Le lendemain de l'annonce du décès d'Aki Haruno:
Sakura pleurait abondamment, assise dans un coin de la pièce. C'était un Samedi, elle n'avait pas cours. Elle se souviendra toujours de ce vendredi maudit au cours duquel elle avait apprit la mort de son oncle. Il se tenait actuellement dans le grand salon une réunion d'urgence des membres du clan Haruno. Yuna, la femme de son oncle décédé, était absente. Elle avait fait une fausse couche la veille. Une qui aurait pu lui être fatale si ce n'était pas grâce à la vitesse de réaction et le professionnalisme de Raidô lorsqu'elle avait perdu les eaux en s'évanouissant à la suite de l'annonce choquante. Yuna en était déjà à son 6ème mois de grossesse.
Sakura se recroquevilla encore plus. Elle n'avait plus d'oncle. Elle n'avait plus de petite cousine. Et tout ceci dans la même journée. Elle avait envie de crier. Elle avait envie de casser tout ce qu'il y avait à casser. Elle avait envie de tout détruire. Qu'il ne reste plus rien après son passage. Elle voulait semer le même chaos qui régnait dans sa tête et dans son cœur. Son oncle, son précieux oncle...

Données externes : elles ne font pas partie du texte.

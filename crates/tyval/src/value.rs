//! # Values
//!
//! Runtime values that always carry their type, including nulls and values
//! that are not yet known.

use std::cmp::Ordering;
use std::collections::BTreeMap;
use std::fmt;

use crate::error::Error;
use crate::error::Path;
use crate::error::Result;
use crate::types::Type;

/// A number. Integral values are held exactly; everything else is a float.
///
/// The ordering is canonical rather than numeric: every `Int` sorts before
/// every `Float`, and floats compare by `f64::total_cmp`.
#[derive(Debug, Clone, Copy)]
pub enum Number {
    Int(i64),
    Float(f64),
}

impl Number {
    /// Normalizes a float, turning integral values into `Int`. NaN is rejected.
    pub fn from_f64(v: f64) -> Option<Self> {
        if v.is_nan() {
            return None;
        }
        // 2^63 is exactly representable, i64::MAX is not.
        if v.fract() == 0.0 && v >= i64::MIN as f64 && v < 9_223_372_036_854_775_808.0 {
            Some(Self::Int(v as i64))
        } else {
            Some(Self::Float(v))
        }
    }

    pub fn from_u64(v: u64) -> Self {
        match i64::try_from(v) {
            Ok(i) => Self::Int(i),
            Err(_) => Self::Float(v as f64),
        }
    }

    /// Parses a decimal string as accepted by the JSON and MessagePack decoders.
    pub fn parse(s: &str) -> Option<Self> {
        let s = s.trim();
        if let Ok(i) = s.parse::<i64>() {
            return Some(Self::Int(i));
        }
        s.parse::<f64>().ok().and_then(Self::from_f64)
    }

    pub fn as_i64(&self) -> Option<i64> {
        match self {
            Self::Int(i) => Some(*i),
            Self::Float(_) => None,
        }
    }

    pub fn as_f64(&self) -> f64 {
        match self {
            Self::Int(i) => *i as f64,
            Self::Float(f) => *f,
        }
    }
}

impl PartialEq for Number {
    fn eq(&self, other: &Self) -> bool {
        self.cmp(other) == Ordering::Equal
    }
}

impl Eq for Number {}

impl PartialOrd for Number {
    fn partial_cmp(&self, other: &Self) -> Option<Ordering> {
        Some(self.cmp(other))
    }
}

impl Ord for Number {
    fn cmp(&self, other: &Self) -> Ordering {
        match (self, other) {
            (Self::Int(a), Self::Int(b)) => a.cmp(b),
            (Self::Float(a), Self::Float(b)) => a.total_cmp(b),
            (Self::Int(_), Self::Float(_)) => Ordering::Less,
            (Self::Float(_), Self::Int(_)) => Ordering::Greater,
        }
    }
}

impl From<i64> for Number {
    fn from(v: i64) -> Self {
        Self::Int(v)
    }
}

impl From<i32> for Number {
    fn from(v: i32) -> Self {
        Self::Int(v.into())
    }
}

impl From<u32> for Number {
    fn from(v: u32) -> Self {
        Self::Int(v.into())
    }
}

impl fmt::Display for Number {
    fn fmt(&self, f: &mut fmt::Formatter<'_>) -> fmt::Result {
        match self {
            Self::Int(i) => write!(f, "{}", i),
            Self::Float(v) => write!(f, "{}", v),
        }
    }
}

/// A typed value.
///
/// Values are totally ordered so that sets can be sorted and deduplicated.
/// Sets compare as if their items were sorted.
#[derive(Debug, Clone)]
pub enum Value {
    /// The absence of a value, of a particular type.
    Null(Type),
    /// A value that will only be known later.
    /// `not_null` records a promise that it will not turn out to be null.
    Unknown { ty: Type, not_null: bool },
    Bool(bool),
    Number(Number),
    String(String),
    List { element: Type, items: Vec<Value> },
    /// Items are kept free of duplicates; order carries no meaning.
    /// `Value::set` stores them sorted.
    Set { element: Type, items: Vec<Value> },
    Map { element: Type, entries: BTreeMap<String, Value> },
    Object(BTreeMap<String, Value>),
    Tuple(Vec<Value>),
}

impl Value {
    pub fn null(ty: Type) -> Self {
        Self::Null(ty)
    }

    pub fn unknown(ty: Type) -> Self {
        Self::Unknown { ty, not_null: false }
    }

    pub fn string(s: impl Into<String>) -> Self {
        Self::String(s.into())
    }

    pub fn number(n: impl Into<Number>) -> Self {
        Self::Number(n.into())
    }

    pub fn bool(b: bool) -> Self {
        Self::Bool(b)
    }

    pub fn list(element: Type, items: Vec<Value>) -> Self {
        Self::List { element, items }
    }

    pub fn set(element: Type, mut items: Vec<Value>) -> Self {
        items.sort_unstable();
        items.dedup();
        Self::Set { element, items }
    }

    pub fn map(element: Type, entries: BTreeMap<String, Value>) -> Self {
        Self::Map { element, entries }
    }

    pub fn object<K: Into<String>>(attrs: impl IntoIterator<Item = (K, Value)>) -> Self {
        Self::Object(attrs.into_iter().map(|(k, v)| (k.into(), v)).collect())
    }

    pub fn tuple(items: impl IntoIterator<Item = Value>) -> Self {
        Self::Tuple(items.into_iter().collect())
    }

    /// The type of this value.
    pub fn ty(&self) -> Type {
        match self {
            Self::Null(ty) | Self::Unknown { ty, .. } => ty.clone(),
            Self::Bool(_) => Type::Bool,
            Self::Number(_) => Type::Number,
            Self::String(_) => Type::String,
            Self::List { element, .. } => Type::list(element.clone()),
            Self::Set { element, .. } => Type::set(element.clone()),
            Self::Map { element, .. } => Type::map(element.clone()),
            Self::Object(attrs) => Type::Object(attrs.iter().map(|(k, v)| (k.clone(), v.ty())).collect()),
            Self::Tuple(items) => Type::Tuple(items.iter().map(Value::ty).collect()),
        }
    }

    pub fn is_null(&self) -> bool {
        matches!(self, Self::Null(_))
    }

    /// Whether this value itself is known. Nested elements may still be unknown.
    pub fn is_known(&self) -> bool {
        !matches!(self, Self::Unknown { .. })
    }

    /// Whether this value and everything nested within it is known.
    pub fn is_wholly_known(&self) -> bool {
        match self {
            Self::Unknown { .. } => false,
            Self::List { items, .. } | Self::Set { items, .. } | Self::Tuple(items) => {
                items.iter().all(Value::is_wholly_known)
            }
            Self::Map { entries, .. } => entries.values().all(Value::is_wholly_known),
            Self::Object(attrs) => attrs.values().all(Value::is_wholly_known),
            _ => true,
        }
    }

    /// Whether this value may be used where `want` is expected.
    ///
    /// A null or unknown of `Dynamic` type stands in for a value of any type.
    pub fn conforms_to(&self, want: &Type) -> bool {
        match self {
            Self::Null(Type::Dynamic) | Self::Unknown { ty: Type::Dynamic, .. } => true,
            _ => self.ty().conforms_to(want),
        }
    }

    /// Records that an unknown value will never be null. Known values are returned unchanged.
    pub fn refine_not_null(self) -> Self {
        match self {
            Self::Unknown { ty, .. } => Self::Unknown { ty, not_null: true },
            other => other,
        }
    }

    pub fn as_str(&self) -> Option<&str> {
        match self {
            Self::String(s) => Some(s),
            _ => None,
        }
    }

    pub fn as_number(&self) -> Option<Number> {
        match self {
            Self::Number(n) => Some(*n),
            _ => None,
        }
    }

    pub fn as_bool(&self) -> Option<bool> {
        match self {
            Self::Bool(b) => Some(*b),
            _ => None,
        }
    }

    /// The elements of a list, set or tuple.
    pub fn as_elements(&self) -> Option<&[Value]> {
        match self {
            Self::List { items, .. } | Self::Set { items, .. } | Self::Tuple(items) => Some(items),
            _ => None,
        }
    }
}

impl Value {
    fn rank(&self) -> u8 {
        match self {
            Self::Null(_) => 0,
            Self::Unknown { .. } => 1,
            Self::Bool(_) => 2,
            Self::Number(_) => 3,
            Self::String(_) => 4,
            Self::List { .. } => 5,
            Self::Set { .. } => 6,
            Self::Map { .. } => 7,
            Self::Object(_) => 8,
            Self::Tuple(_) => 9,
        }
    }
}

fn sorted(items: &[Value]) -> Vec<&Value> {
    let mut refs: Vec<&Value> = items.iter().collect();
    refs.sort_unstable();
    refs
}

impl PartialEq for Value {
    fn eq(&self, other: &Self) -> bool {
        self.cmp(other) == Ordering::Equal
    }
}

impl Eq for Value {}

impl PartialOrd for Value {
    fn partial_cmp(&self, other: &Self) -> Option<Ordering> {
        Some(self.cmp(other))
    }
}

impl Ord for Value {
    fn cmp(&self, other: &Self) -> Ordering {
        match (self, other) {
            (Self::Null(a), Self::Null(b)) => a.cmp(b),
            (Self::Unknown { ty: a, not_null: na }, Self::Unknown { ty: b, not_null: nb }) => {
                a.cmp(b).then(na.cmp(nb))
            }
            (Self::Bool(a), Self::Bool(b)) => a.cmp(b),
            (Self::Number(a), Self::Number(b)) => a.cmp(b),
            (Self::String(a), Self::String(b)) => a.cmp(b),
            (Self::List { element: ea, items: a }, Self::List { element: eb, items: b }) => {
                ea.cmp(eb).then_with(|| a.cmp(b))
            }
            (Self::Set { element: ea, items: a }, Self::Set { element: eb, items: b }) => ea
                .cmp(eb)
                .then(a.len().cmp(&b.len()))
                .then_with(|| sorted(a).cmp(&sorted(b))),
            (Self::Map { element: ea, entries: a }, Self::Map { element: eb, entries: b }) => {
                ea.cmp(eb).then_with(|| a.cmp(b))
            }
            (Self::Object(a), Self::Object(b)) => a.cmp(b),
            (Self::Tuple(a), Self::Tuple(b)) => a.cmp(b),
            _ => self.rank().cmp(&other.rank()),
        }
    }
}

impl From<&str> for Value {
    fn from(s: &str) -> Self {
        Self::String(s.to_string())
    }
}

impl From<String> for Value {
    fn from(s: String) -> Self {
        Self::String(s)
    }
}

impl From<bool> for Value {
    fn from(b: bool) -> Self {
        Self::Bool(b)
    }
}

impl From<Number> for Value {
    fn from(n: Number) -> Self {
        Self::Number(n)
    }
}

/// Settles the element type of a decoded collection.
///
/// A wanted `Dynamic` element type takes the type of the items, which must then agree.
pub(crate) fn settle_element_type<'a>(
    want: &Type,
    items: impl IntoIterator<Item = &'a Value>,
    path: &Path,
) -> Result<Type> {
    if !want.is_dynamic() {
        return Ok(want.clone());
    }
    let mut settled: Option<Type> = None;
    for item in items {
        let ty = item.ty();
        if ty.is_dynamic() {
            continue;
        }
        match &settled {
            None => settled = Some(ty),
            Some(prev) if *prev == ty => {}
            Some(prev) => {
                return Err(Error::TypeMismatch {
                    path: path.clone(),
                    expected: format!("elements of {}", prev.friendly_name()),
                    found: ty.friendly_name(),
                });
            }
        }
    }
    Ok(settled.unwrap_or(Type::Dynamic))
}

Une main se voulant rassurante se posa sur une de ses épaules. Elle posa son regard mouillé sur la forme accroupie devant elle. C'était son grand-père paternel. Elle vit sur son visage une telle souffrance qu'elle se sentit très mal d'un coup. Perdre ses parents ou perdre ses enfants? Y'avait il plus triste comme choix lorsqu'on s'aimait profondément? Sakura enlaça son grand-père. Ce dernier lui tapota lentement le dos.
― Tu es une bonne fille, Sakura-chan, fit il. Aki voulait tellement avoir un enfant comme toi... Pour lui tu étais vraiment comme sa fille, tu sais?
― Oui, Jiji, répondit Sakura dans un sanglot tout en frottant son nez contre les vêtements traditionnels de son grand-père.
Il y'eut un silence durant lequel les membres de la famille se turent, les visages graves. On n'entendait que les pleurs des plus proches d'Aki. Kizashi n'avait ouvert la bouche que pour saluer ou accepter les condoléances. Personne n'osait même ne serait-ce qu'essayer de lui faire la conversation. Il semblait profondément perdu. Parfois, il levait les yeux vers le plafond et un sourire triste ornait ses lèvres charnues. À la fin de la journée il pleurera sûrement. Ils le savaient tous. Mais pour l'instant ils respecteraient son souhait de rétention.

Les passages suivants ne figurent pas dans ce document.